I guess my real question here is, I have been using Swheat Scoop wheat cat litter for my hedgie's litter box, and can't find anyone else who seems to use this and just want to make sure it's fine, as far as everyone knows. My cat loves it, I love it, my hedgie likes it, and it's natural and safe. It does have a vaguely 'foodish' yucky smell which takes getting used to, even when clean, but I think using clay litter is just inhumane for all involved.

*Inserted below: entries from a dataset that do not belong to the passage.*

//! Request-scoped values carried alongside every cache call.

use std::collections::HashMap;
use std::sync::atomic::{AtomicU64, Ordering};
use std::sync::Arc;
use std::time::Duration;

use parking_lot::RwLock;
use serde::Serialize;

use crate::cache::CacheType;

// == Request Context ==
/// Values scoped to one logical request.
///
/// Passed by reference into every [`Cache`](crate::cache::Cache) call. Both
/// fields are optional; layers that read them must tolerate their absence.
#[derive(Debug, Clone, Default)]
pub struct RequestContext {
    generation: Option<String>,
    stats: Option<Arc<RequestStats>>,
}

impl RequestContext {
    pub fn new() -> Self {
        Self::default()
    }

    /// A fresh context with no request values, for work that outlives the
    /// request that triggered it.
    pub fn background() -> Self {
        Self::default()
    }

    pub fn with_generation(mut self, generation: impl Into<String>) -> Self {
        self.generation = Some(generation.into());
        self
    }

    pub fn with_stats(mut self, stats: Arc<RequestStats>) -> Self {
        self.stats = Some(stats);
        self
    }

    /// Generation tag used to namespace keys, if set and non-empty.
    pub fn generation(&self) -> Option<&str> {
        self.generation.as_deref().filter(|g| !g.is_empty())
    }

    pub fn stats(&self) -> Option<&Arc<RequestStats>> {
        self.stats.as_ref()
    }
}

// == Request Stats ==
#[derive(Debug, Default)]
struct Counters {
    requests: AtomicU64,
    entries_stored: AtomicU64,
    entries_requested: AtomicU64,
    entries_found: AtomicU64,
    bytes_received: AtomicU64,
    download_nanos: AtomicU64,
}

/// Per cache-type counters accumulated over one request.
#[derive(Debug, Default)]
pub struct RequestStats {
    by_type: RwLock<HashMap<CacheType, Arc<Counters>>>,
}

/// Point in time copy of the counters for one cache type.
#[derive(Debug, Clone, Copy, Default, PartialEq, Eq, Serialize)]
pub struct CacheStatsSnapshot {
    pub requests: u64,
    pub entries_stored: u64,
    pub entries_requested: u64,
    pub entries_found: u64,
    pub bytes_received: u64,
    pub download_time: Duration,
}

impl RequestStats {
    pub fn new() -> Self {
        Self::default()
    }

    fn counters(&self, cache_type: CacheType) -> Arc<Counters> {
        if let Some(counters) = self.by_type.read().get(&cache_type) {
            return counters.clone();
        }
        self.by_type.write().entry(cache_type).or_default().clone()
    }

    pub fn add_request(&self, cache_type: CacheType) {
        self.counters(cache_type)
            .requests
            .fetch_add(1, Ordering::Relaxed);
    }

    pub fn add_entries_stored(&self, cache_type: CacheType, n: usize) {
        self.counters(cache_type)
            .entries_stored
            .fetch_add(n as u64, Ordering::Relaxed);
    }

    /// Records one fetch: keys asked for, keys found, payload size and latency.
    pub fn add_fetch(
        &self,
        cache_type: CacheType,
        requested: usize,
        found: usize,
        bytes: usize,
        elapsed: Duration,
    ) {
        let counters = self.counters(cache_type);
        counters
            .entries_requested
            .fetch_add(requested as u64, Ordering::Relaxed);
        counters
            .entries_found
            .fetch_add(found as u64, Ordering::Relaxed);
        counters
            .bytes_received
            .fetch_add(bytes as u64, Ordering::Relaxed);
        counters
            .download_nanos
            .fetch_add(elapsed.as_nanos() as u64, Ordering::Relaxed);
    }

    pub fn get(&self, cache_type: CacheType) -> CacheStatsSnapshot {
        self.by_type
            .read()
            .get(&cache_type)
            .map(|c| snapshot_of(c))
            .unwrap_or_default()
    }

    pub fn snapshot(&self) -> HashMap<CacheType, CacheStatsSnapshot> {
        self.by_type
            .read()
            .iter()
            .map(|(t, c)| (*t, snapshot_of(c)))
            .collect()
    }
}

fn snapshot_of(c: &Counters) -> CacheStatsSnapshot {
    CacheStatsSnapshot {
        requests: c.requests.load(Ordering::Relaxed),
        entries_stored: c.entries_stored.load(Ordering::Relaxed),
        entries_requested: c.entries_requested.load(Ordering::Relaxed),
        entries_found: c.entries_found.load(Ordering::Relaxed),
        bytes_received: c.bytes_received.load(Ordering::Relaxed),
        download_time: Duration::from_nanos(c.download_nanos.load(Ordering::Relaxed)),
    }
}

#[cfg(test)]
mod tests {
    use super::*;

    #[test]
    fn test_generation_empty_is_unset() {
        let ctx = RequestContext::new().with_generation("");
        assert_eq!(ctx.generation(), None);

        let ctx = RequestContext::new().with_generation("42");
        assert_eq!(ctx.generation(), Some("42"));
    }

    #[test]
    fn test_stats_accumulate_per_type() {
        let stats = RequestStats::new();
        stats.add_request(CacheType::Chunk);
        stats.add_request(CacheType::Chunk);
        stats.add_entries_stored(CacheType::Index, 3);
        stats.add_fetch(CacheType::Chunk, 4, 3, 100, Duration::from_millis(2));

        let chunk = stats.get(CacheType::Chunk);
        assert_eq!(chunk.requests, 2);
        assert_eq!(chunk.entries_requested, 4);
        assert_eq!(chunk.entries_found, 3);
        assert_eq!(chunk.bytes_received, 100);
        assert_eq!(chunk.download_time, Duration::from_millis(2));

        assert_eq!(stats.get(CacheType::Index).entries_stored, 3);
        assert_eq!(stats.get(CacheType::Result), CacheStatsSnapshot::default());
        assert_eq!(stats.snapshot().len(), 2);
    }

    #[test]
    fn test_snapshot_serializes() {
        let stats = RequestStats::new();
        stats.add_request(CacheType::Result);
        let json = serde_json::to_value(stats.snapshot()).unwrap();
        assert_eq!(json["result"]["requests"], 1);
    }
}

Sorry for the long post! As a new hedgie owner, does it sound like I'm doing the right things? I'm trying really hard to make this little guy happy - he brings such joy into my life.


----------



## Lilysmommy (Jan 7, 2009)

Wow, sounds like you're doing great to me!!  I bet little Vince is much happier with you, and that's great that you're willing to do everything he needs. He's adorable!
The only thing I can think of is to be careful with the litter, that it doesn't get stuck in his boy parts. That can cause lots of problems. It sounds like it should be safe for him otherwise, though.
You're doing great for a new owner though, so on behalf of your little guy, thank you!!


----------



## LarryT (May 12, 2009)

He is a cute little hedgie  
U r so lucky to have him and he is so very lucky to have u.
Love to hear when a neglected hedgie gets a forever home


----------



## Cinnamon_Creampuff (May 9, 2009)

thank you for the feedback!!! i'm glad i'm on the right track, i'll keep an eye out for any litter problems...seems to be fine so far, but i'd hate for it to get caught anywhere! :shock: 


thanks again!!


----------